The Disheartening Effects of Heart Disease

February is heart health month, and everyone is all a flutter with wellness tips for how to keep your heart strong and advocacy campaigns designed to raise awareness so that we can eradicate heart disease. But what about heart “dis-ease”? What about the emotional effects of heart disease?

Here’s some breaking news: Heart disease isn’t only deadly, it’s also disheartening. According to the Cleveland Clinic, 15-20 percent of cardiac patients suffer depression after a heart attack, or a diagnosis of heart disease. Likewise, Reuters reports that the risk for suicide tripled in the month following a heart attack, and remained elevated for at least five years.

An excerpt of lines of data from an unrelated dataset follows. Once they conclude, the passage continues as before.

//! Trace Hook - interpreter event multiplexing
//!
//! Registers callbacks per recognized runtime event kind (call, line,
//! return, exception) and fires them in insertion order as the sandbox
//! interpreter executes generated programs.

pub mod domain;
pub mod infrastructure;

pub use domain::{HookFn, HookId, TraceEvent, TraceFrame, TRACE_EVENTS};
pub use infrastructure::hook::EventHook;
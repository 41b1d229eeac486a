pub mod interpreter;
pub mod temp_code;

Then there is also the untold number who “go it alone” in fearful, sad silence not wanting the stigma of depression or the appearance of weakness.

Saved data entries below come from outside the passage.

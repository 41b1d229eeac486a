//! Python unparser - AST model → source text
//!
//! Emits four-space indented Python. Composite operands of operator
//! nodes are parenthesized conservatively; after flattening almost all
//! operands are atomic and the output stays flat.

use crate::errors::{FlatpyError, Result};
use crate::shared::models::{Expr, FunctionDef, Literal, Param, Program, Stmt};

pub struct PythonUnparser;

impl Default for PythonUnparser {
    fn default() -> Self {
        Self
    }
}

impl PythonUnparser {
    pub fn new() -> Self {
        Self
    }

    pub fn unparse(&self, program: &Program) -> Result<String> {
        let mut out = String::new();
        for stmt in &program.body {
            self.emit_stmt(stmt, 0, &mut out)?;
        }
        Ok(out)
    }

    fn emit_stmt(&self, stmt: &Stmt, level: usize, out: &mut String) -> Result<()> {
        let pad = "    ".repeat(level);
        match stmt {
            Stmt::FunctionDef(def) => self.emit_function(def, level, out)?,
            Stmt::Assign { targets, value } => {
                out.push_str(&pad);
                for target in targets {
                    out.push_str(&self.emit_expr(target));
                    out.push_str(" = ");
                }
                out.push_str(&self.emit_expr(value));
                out.push('\n');
            }
            Stmt::AnnAssign {
                target,
                annotation,
                value,
            } => {
                out.push_str(&pad);
                out.push_str(&self.emit_expr(target));
                out.push_str(": ");
                out.push_str(&self.emit_expr(annotation));
                if let Some(value) = value {
                    out.push_str(" = ");
                    out.push_str(&self.emit_expr(value));
                }
                out.push('\n');
            }
            Stmt::AugAssign { target, op, value } => {
                out.push_str(&pad);
                out.push_str(&self.emit_expr(target));
                out.push(' ');
                out.push_str(op.symbol());
                out.push_str("= ");
                out.push_str(&self.emit_expr(value));
                out.push('\n');
            }
            Stmt::Return { value } => {
                out.push_str(&pad);
                out.push_str("return");
                if let Some(value) = value {
                    out.push(' ');
                    out.push_str(&self.emit_expr(value));
                }
                out.push('\n');
            }
            Stmt::Expr { value } => {
                out.push_str(&pad);
                out.push_str(&self.emit_expr(value));
                out.push('\n');
            }
            Stmt::Pass => {
                out.push_str(&pad);
                out.push_str("pass\n");
            }
            Stmt::Unsupported { kind } => {
                return Err(FlatpyError::unsupported(kind.clone()));
            }
        }
        Ok(())
    }

    fn emit_function(&self, def: &FunctionDef, level: usize, out: &mut String) -> Result<()> {
        let pad = "    ".repeat(level);
        for decorator in &def.decorators {
            out.push_str(&pad);
            out.push('@');
            out.push_str(&self.emit_expr(decorator));
            out.push('\n');
        }
        out.push_str(&pad);
        out.push_str("def ");
        out.push_str(&def.name);
        out.push('(');
        let params: Vec<String> = def.params.iter().map(|p| self.emit_param(p)).collect();
        out.push_str(&params.join(", "));
        out.push(')');
        if let Some(returns) = &def.returns {
            out.push_str(" -> ");
            out.push_str(&self.emit_expr(returns));
        }
        out.push_str(":\n");
        if def.body.is_empty() {
            out.push_str(&"    ".repeat(level + 1));
            out.push_str("pass\n");
        } else {
            for stmt in &def.body {
                self.emit_stmt(stmt, level + 1, out)?;
            }
        }
        Ok(())
    }

    fn emit_param(&self, param: &Param) -> String {
        let mut s = param.name.clone();
        if let Some(annotation) = &param.annotation {
            s.push_str(": ");
            s.push_str(&self.emit_expr(annotation));
        }
        if let Some(default) = &param.default {
            s.push_str(if param.annotation.is_some() { " = " } else { "=" });
            s.push_str(&self.emit_expr(default));
        }
        s
    }

    /// Wrap operator operands that would otherwise change precedence.
    fn emit_operand(&self, expr: &Expr) -> String {
        match expr {
            Expr::BinOp { .. }
            | Expr::BoolOp { .. }
            | Expr::Compare { .. }
            | Expr::UnaryOp { .. } => format!("({})", self.emit_expr(expr)),
            _ => self.emit_expr(expr),
        }
    }

    fn emit_expr(&self, expr: &Expr) -> String {
        match expr {
            Expr::Name(name) => name.clone(),
            Expr::Constant(literal) => emit_literal(literal),
            Expr::FString(raw) => raw.clone(),
            Expr::Call {
                func,
                args,
                keywords,
            } => {
                let mut parts: Vec<String> = args.iter().map(|a| self.emit_expr(a)).collect();
                parts.extend(
                    keywords
                        .iter()
                        .map(|k| format!("{}={}", k.arg, self.emit_expr(&k.value))),
                );
                format!("{}({})", self.emit_operand(func), parts.join(", "))
            }
            Expr::BinOp { op, left, right } => format!(
                "{} {} {}",
                self.emit_operand(left),
                op.symbol(),
                self.emit_operand(right)
            ),
            Expr::UnaryOp { op, operand } => {
                format!("{}{}", op.symbol(), self.emit_operand(operand))
            }
            Expr::BoolOp { op, left, right } => format!(
                "{} {} {}",
                self.emit_operand(left),
                op.symbol(),
                self.emit_operand(right)
            ),
            Expr::Compare { op, left, right } => format!(
                "{} {} {}",
                self.emit_operand(left),
                op.symbol(),
                self.emit_operand(right)
            ),
            Expr::Attribute { value, attr } => {
                format!("{}.{}", self.emit_operand(value), attr)
            }
            Expr::Subscript { value, index } => {
                format!("{}[{}]", self.emit_operand(value), self.emit_expr(index))
            }
            Expr::Starred(inner) => format!("*{}", self.emit_operand(inner)),
            Expr::Tuple(items) => {
                let parts: Vec<String> = items.iter().map(|i| self.emit_expr(i)).collect();
                if parts.len() == 1 {
                    format!("({},)", parts[0])
                } else {
                    format!("({})", parts.join(", "))
                }
            }
            Expr::List(items) => {
                let parts: Vec<String> = items.iter().map(|i| self.emit_expr(i)).collect();
                format!("[{}]", parts.join(", "))
            }
        }
    }
}

fn emit_literal(literal: &Literal) -> String {
    match literal {
        Literal::Int(value) => value.to_string(),
        Literal::Float(value) => {
            if value.fract() == 0.0 && value.is_finite() {
                format!("{value:.1}")
            } else {
                value.to_string()
            }
        }
        Literal::Str(value) => {
            let mut s = String::with_capacity(value.len() + 2);
            s.push('"');
            for c in value.chars() {
                match c {
                    '\\' => s.push_str("\\\\"),
                    '"' => s.push_str("\\\""),
                    '\n' => s.push_str("\\n"),
                    '\t' => s.push_str("\\t"),
                    '\r' => s.push_str("\\r"),
                    other => s.push(other),
                }
            }
            s.push('"');
            s
        }
        Literal::Bool(true) => "True".to_string(),
        Literal::Bool(false) => "False".to_string(),
        Literal::None => "None".to_string(),
    }
}

#[cfg(test)]
mod tests {
    use super::*;
    use crate::features::bridge::infrastructure::python_parser::PythonParser;
    use pretty_assertions::assert_eq;

    fn round_trip(source: &str) -> String {
        let program = PythonParser::new().unwrap().parse(source).unwrap();
        PythonUnparser::new().unparse(&program).unwrap()
    }

    #[test]
    fn test_function_with_return() {
        assert_eq!(
            round_trip("def diff(a, b):\n    return abs(a - b)\n"),
            "def diff(a, b):\n    return abs(a - b)\n"
        );
    }

    #[test]
    fn test_chained_assignment() {
        assert_eq!(round_trip("a = b = f(x)\n"), "a = b = f(x)\n");
    }

    #[test]
    fn test_augmented_assignment() {
        assert_eq!(round_trip("x += y\n"), "x += y\n");
    }

    #[test]
    fn test_string_escaping() {
        assert_eq!(round_trip("s = \"a\\nb\"\n"), "s = \"a\\nb\"\n");
    }

    #[test]
    fn test_nested_operators_are_parenthesized() {
        let program = PythonParser::new().unwrap().parse("r = a * (b + c)").unwrap();
        let text = PythonUnparser::new().unparse(&program).unwrap();
        assert_eq!(text, "r = a * (b + c)\n");
    }

    #[test]
    fn test_call_with_keywords_and_splat() {
        assert_eq!(round_trip("f(x, *rest, k=1)\n"), "f(x, *rest, k=1)\n");
    }

    #[test]
    fn test_float_keeps_decimal_point() {
        assert_eq!(round_trip("x = 7.0\n"), "x = 7.0\n");
    }

    #[test]
    fn test_unsupported_statement_is_an_error() {
        let program = PythonParser::new().unwrap().parse("import os\n").unwrap();
        let err = PythonUnparser::new().unparse(&program).unwrap_err();
        assert!(matches!(err, FlatpyError::Unsupported(_)));
    }
}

Having said that, we don’t have to be clinically depressed to be emotionally distressed. For many of us, in fact for most of us, a diagnosis of heart disease, like any other disease or life challenge, plainly and simply leaves us dispirited: the shock of it stops us dead in our tracks and leaves us searching for a direction forward. Moreover, it shakes up our certainty about life and our place in it. Heart disease doesn’t merely challenge our mortality, but also our meaning, motivation, and momentum, and this can be equally as difficult.

So what are some heart-smart tips for dealing with the emotional effects of heart disease? Give these a shot; they worked for me in the wake of my heart attacks.

  1. Ride the waves of emotion. Allow your feelings, whatever they may be, to come and go, monitoring both their duration and effects. Doing so will open you up, rather than keep you shutdown, and give you the time and safe space you need to shake off the shock and numbness often caused by a cardiac event or diagnosis of heart disease. Keep a diary of when you feel certain emotions. Record what percentage of your time is spent on each one, both the duration and frequency. Take note of what times of day, what places, and what contexts bring on negative emotions and positive emotions. Find activities that maximize the latter and minimize the former.
  2. Struggle well. Do this by reaching out and letting others in when fear, worry or loneliness set in; don’t try to be the hero and go it alone. Likewise don’t demand answers — from life, a God, or even in some cases the medical community — when none are available or can satisfy; rather look for something meaningful in your situation, some “kernel of truth” in your experience that can carry you forward. Lastly, remind yourself that while you can’t control everything that happens in life, you always have a choice in how to respond to any given situation; you can take command of yourself in feeling, thought, and action.
  3. Discover Your Growing Edge. It’s helpful when faced with some kind of challenge or health concern to ask yourself, “What is most at stake for me about this experience?” “How am I being asked to grow?” “What about this situation matters most to me, and how am I going to allow it to affect me today and going forward?” Asking these questions focuses your energy and leverages your emotions for good so that you can gain insight and identify your growing edge, and recommit yourself with confidence in a better tomorrow.
  4. Monitor Yourself. If feelings of sadness, anxiety or loneliness persist; if you are being overcome by a sense of hopelessness and helplessness, have ongoing irritability, restlessness, tiredness or fatigue, or a persistent loss of energy; or if you notice a sustained change in appetite or sleeping patterns, then it might be time to seek professional care from your primary care physician or a mental health professional.

To be sure heart disease cuts to the heart of life, and it affects all areas of life. But while it may change our life, it doesn’t have to take away our ability to have a full life, everyday, come what may.